Effective Instrumentation and Runtime Support for Enhancing Software Reliability

The Hong Kong University of Science and Technology
Department of Computer Science and Engineering


PhD Thesis Defence


Title: "Effective Instrumentation and Runtime Support for Enhancing 
Software Reliability"

By

Mr. Hao LING


Abstract:

Modern system and software development have evolved far beyond the 
traditional "code, compile, and run" paradigm. Dynamic analysis and runtime 
monitoring have become essential for enhancing testing, debugging, 
verification, and optimization in continuous development workflows. However, 
standard compilation processes and runtime environments often fail to capture 
the diverse data required for effective dynamic analysis.

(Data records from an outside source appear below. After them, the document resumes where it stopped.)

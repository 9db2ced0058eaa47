//! Shared application state

use std::sync::Arc;

use sqlx::PgPool;

use kampung_billing::{BillingResult, BillingService};

use crate::auth::{AuthState, JwtManager};
use crate::config::Config;

#[derive(Clone)]
pub struct AppState {
    pub pool: PgPool,
    pub config: Arc<Config>,
    pub billing: Arc<BillingService>,
    pub jwt_manager: JwtManager,
}

impl AppState {
    pub fn new(pool: PgPool, config: Config) -> BillingResult<Self> {
        let billing = BillingService::new(pool.clone(), &config.billing)?;
        let jwt_manager = JwtManager::new(&config.jwt_secret);

        Ok(Self {
            pool,
            config: Arc::new(config),
            billing: Arc::new(billing),
            jwt_manager,
        })
    }

    pub fn auth_state(&self) -> AuthState {
        AuthState {
            jwt_manager: self.jwt_manager.clone(),
        }
    }
}
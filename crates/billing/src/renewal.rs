//! Renewal Invoice Scheduler
//!
//! Daily batch that issues next-period invoices for subscriptions about to end.
//!
//! Each subscription is processed in its own transaction so one failure cannot
//! roll back another's invoice. Running the pass twice is harmless: a pending
//! invoice short-circuits the second run, and the open-invoice unique index
//! turns a concurrent duplicate insert into a no-op.

use serde::Serialize;
use sqlx::PgPool;
use time::{Duration, OffsetDateTime};
use uuid::Uuid;

use kampung_shared::types::{InvoiceType, Subscription, SubscriptionType};

use crate::config::{BillingConfig, PlanCatalog};
use crate::error::{BillingError, BillingResult};
use crate::events::{BillingEventBuilder, BillingEventLogger, BillingEventType};
use crate::invoices::{self, NewInvoice};

#[derive(Debug, Clone, PartialEq, Eq)]
pub enum RenewalDecision {
    /// An UNPAID invoice for the next period already exists
    AlreadyPending,
    Create {
        service_period_start: OffsetDateTime,
        service_period_end: OffsetDateTime,
        amount: i64,
    },
}

/// Decide whether and how to renew `sub`.
///
/// `latest_pending_start` is the newest `service_period_start` among the
/// subscription's UNPAID invoices.
pub fn plan_renewal(
    sub: &Subscription,
    latest_pending_start: Option<OffsetDateTime>,
    plans: &PlanCatalog,
) -> BillingResult<RenewalDecision> {
    let ends_at = sub.ends_at.ok_or_else(|| {
        BillingError::Validation(format!("Subscription {} has no end date", sub.id))
    })?;

    if latest_pending_start.is_some_and(|start| start >= ends_at) {
        return Ok(RenewalDecision::AlreadyPending);
    }

    let price = plans.require(&sub.plan_code)?;
    let next_start = ends_at + Duration::seconds(1);
    let next_end = match price.subscription_type {
        SubscriptionType::Lifetime => None,
        cadence => cadence.advance(next_start),
    }
    .ok_or_else(|| {
        BillingError::Validation(format!(
            "Plan {} of subscription {} is not renewable",
            sub.plan_code, sub.id
        ))
    })?;

    Ok(RenewalDecision::Create {
        service_period_start: next_start,
        service_period_end: next_end,
        amount: price.amount,
    })
}

#[derive(Debug, Clone, Serialize)]
pub struct RenewalFailure {
    pub subscription_id: Uuid,
    pub tenant_id: Uuid,
    pub error: String,
}

#[derive(Debug, Clone, Default, Serialize)]
pub struct RenewalReport {
    pub examined: usize,
    pub created: usize,
    pub skipped: usize,
    pub failures: Vec<RenewalFailure>,
}

enum RenewalOutcome {
    Created(Uuid),
    Skipped,
}

/// Renewal scheduler service
pub struct RenewalService {
    pool: PgPool,
    plans: PlanCatalog,
    window: Duration,
}

impl RenewalService {
    pub fn new(pool: PgPool, config: &BillingConfig) -> Self {
        Self {
            pool,
            plans: config.plans.clone(),
            window: Duration::days(config.renewal_window_days),
        }
    }

    /// Issue renewal invoices for subscriptions ending in `(now, now + window]`
    pub async fn run_renewal_pass(&self, now: OffsetDateTime) -> BillingResult<RenewalReport> {
        let due: Vec<Subscription> = sqlx::query_as(
            r#"
            SELECT * FROM subscriptions
            WHERE status = 'ACTIVE'
              AND subscription_type <> 'LIFETIME'
              AND ends_at > $1
              AND ends_at <= $2
            ORDER BY ends_at ASC
            "#,
        )
        .bind(now)
        .bind(now + self.window)
        .fetch_all(&self.pool)
        .await?;

        let mut report = RenewalReport {
            examined: due.len(),
            ..Default::default()
        };

        for sub in &due {
            match self.renew_one(sub, now).await {
                Ok(RenewalOutcome::Created(invoice_id)) => {
                    report.created += 1;
                    tracing::info!(
                        subscription_id = %sub.id,
                        tenant_id = %sub.tenant_id,
                        invoice_id = %invoice_id,
                        "Renewal invoice created"
                    );
                }
                Ok(RenewalOutcome::Skipped) => report.skipped += 1,
                Err(e) => {
                    tracing::error!(
                        subscription_id = %sub.id,
                        tenant_id = %sub.tenant_id,
                        plan_code = %sub.plan_code,
                        error = %e,
                        "Failed to create renewal invoice"
                    );
                    report.failures.push(RenewalFailure {
                        subscription_id: sub.id,
                        tenant_id: sub.tenant_id,
                        error: e.to_string(),
                    });
                }
            }
        }

        tracing::info!(
            examined = report.examined,
            created = report.created,
            skipped = report.skipped,
            failed = report.failures.len(),
            "Renewal pass complete"
        );

        Ok(report)
    }

    async fn renew_one(&self, sub: &Subscription, now: OffsetDateTime) -> BillingResult<RenewalOutcome> {
        let mut tx = self.pool.begin().await?;

        // Re-read under lock; the subscription may have changed since selection
        let Some(sub) = sqlx::query_as::<_, Subscription>(
            "SELECT * FROM subscriptions WHERE id = $1 AND status = 'ACTIVE' FOR UPDATE",
        )
        .bind(sub.id)
        .fetch_optional(&mut *tx)
        .await?
        else {
            return Ok(RenewalOutcome::Skipped);
        };

        let (latest_pending_start,): (Option<OffsetDateTime>,) = sqlx::query_as(
            r#"
            SELECT MAX(service_period_start)
            FROM invoices
            WHERE tenant_id = $1
              AND (subscription_id = $2 OR subscription_id IS NULL)
              AND status = 'UNPAID'
            "#,
        )
        .bind(sub.tenant_id)
        .bind(sub.id)
        .fetch_one(&mut *tx)
        .await?;

        let (service_period_start, service_period_end, amount) =
            match plan_renewal(&sub, latest_pending_start, &self.plans)? {
                RenewalDecision::AlreadyPending => return Ok(RenewalOutcome::Skipped),
                RenewalDecision::Create {
                    service_period_start,
                    service_period_end,
                    amount,
                } => (service_period_start, service_period_end, amount),
            };

        let billing_owner_id: Option<(Uuid,)> = sqlx::query_as(
            "SELECT COALESCE(billing_owner_id, id) FROM tenants WHERE id = $1 AND deleted_at IS NULL",
        )
        .bind(sub.tenant_id)
        .fetch_optional(&mut *tx)
        .await?;
        let (billing_owner_id,) = billing_owner_id.ok_or_else(|| {
            BillingError::NotFound(format!("Tenant {} of subscription {} not found", sub.tenant_id, sub.id))
        })?;

        let new = NewInvoice {
            tenant_id: sub.tenant_id,
            billing_owner_id,
            invoice_type: InvoiceType::Subscription,
            plan_code: sub.plan_code.clone(),
            subscription_id: Some(sub.id),
            amount,
            service_period_start,
            service_period_end: Some(service_period_end),
        };

        let Some(invoice) = invoices::insert_unpaid(&mut *tx, &new, now).await? else {
            // Another pass won the race for this period
            return Ok(RenewalOutcome::Skipped);
        };

        let event = BillingEventBuilder::new(sub.tenant_id, BillingEventType::RenewalInvoiceCreated)
            .invoice(invoice.id)
            .data(serde_json::json!({
                "subscription_id": sub.id,
                "invoice_number": invoice.invoice_number,
                "amount": amount,
                "service_period_start": service_period_start.unix_timestamp(),
                "service_period_end": service_period_end.unix_timestamp(),
            }));
        BillingEventLogger::log_event_on(&mut *tx, event).await?;

        tx.commit().await?;
        Ok(RenewalOutcome::Created(invoice.id))
    }

    /// Mark ACTIVE subscriptions whose period is over as EXPIRED. Returns the count.
    pub async fn expire_lapsed_subscriptions(&self, now: OffsetDateTime) -> BillingResult<u64> {
        let result = sqlx::query(
            r#"
            WITH lapsed AS (
                UPDATE subscriptions
                SET status = 'EXPIRED', updated_at = NOW()
                WHERE status = 'ACTIVE'
                  AND subscription_type <> 'LIFETIME'
                  AND ends_at < $1
                RETURNING id, tenant_id, ends_at
            )
            INSERT INTO billing_events (tenant_id, event_type, event_data, actor_type)
            SELECT tenant_id,
                   'SUBSCRIPTION_LAPSED',
                   jsonb_build_object('subscription_id', id, 'ends_at', ends_at),
                   'system'
            FROM lapsed
            "#,
        )
        .bind(now)
        .execute(&self.pool)
        .await?;

        let lapsed = result.rows_affected();
        if lapsed > 0 {
            tracing::info!(lapsed = lapsed, "Expired lapsed subscriptions");
        }
        Ok(lapsed)
    }
}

Integrating 
additional compilation and runtime support addresses this gap, but often 
incurs significant overhead, limiting the scalability and applicability of 
the techniques.

This thesis contributes to improving the scalability and practicality of 
dynamic analysis at an industrial scale. We present three key contributions 
that advance instrumentation~(i.e., the automatic insertion of analysis 
instructions) and the associated runtime support to enhance dynamic analysis 
throughout the entire development lifecycle.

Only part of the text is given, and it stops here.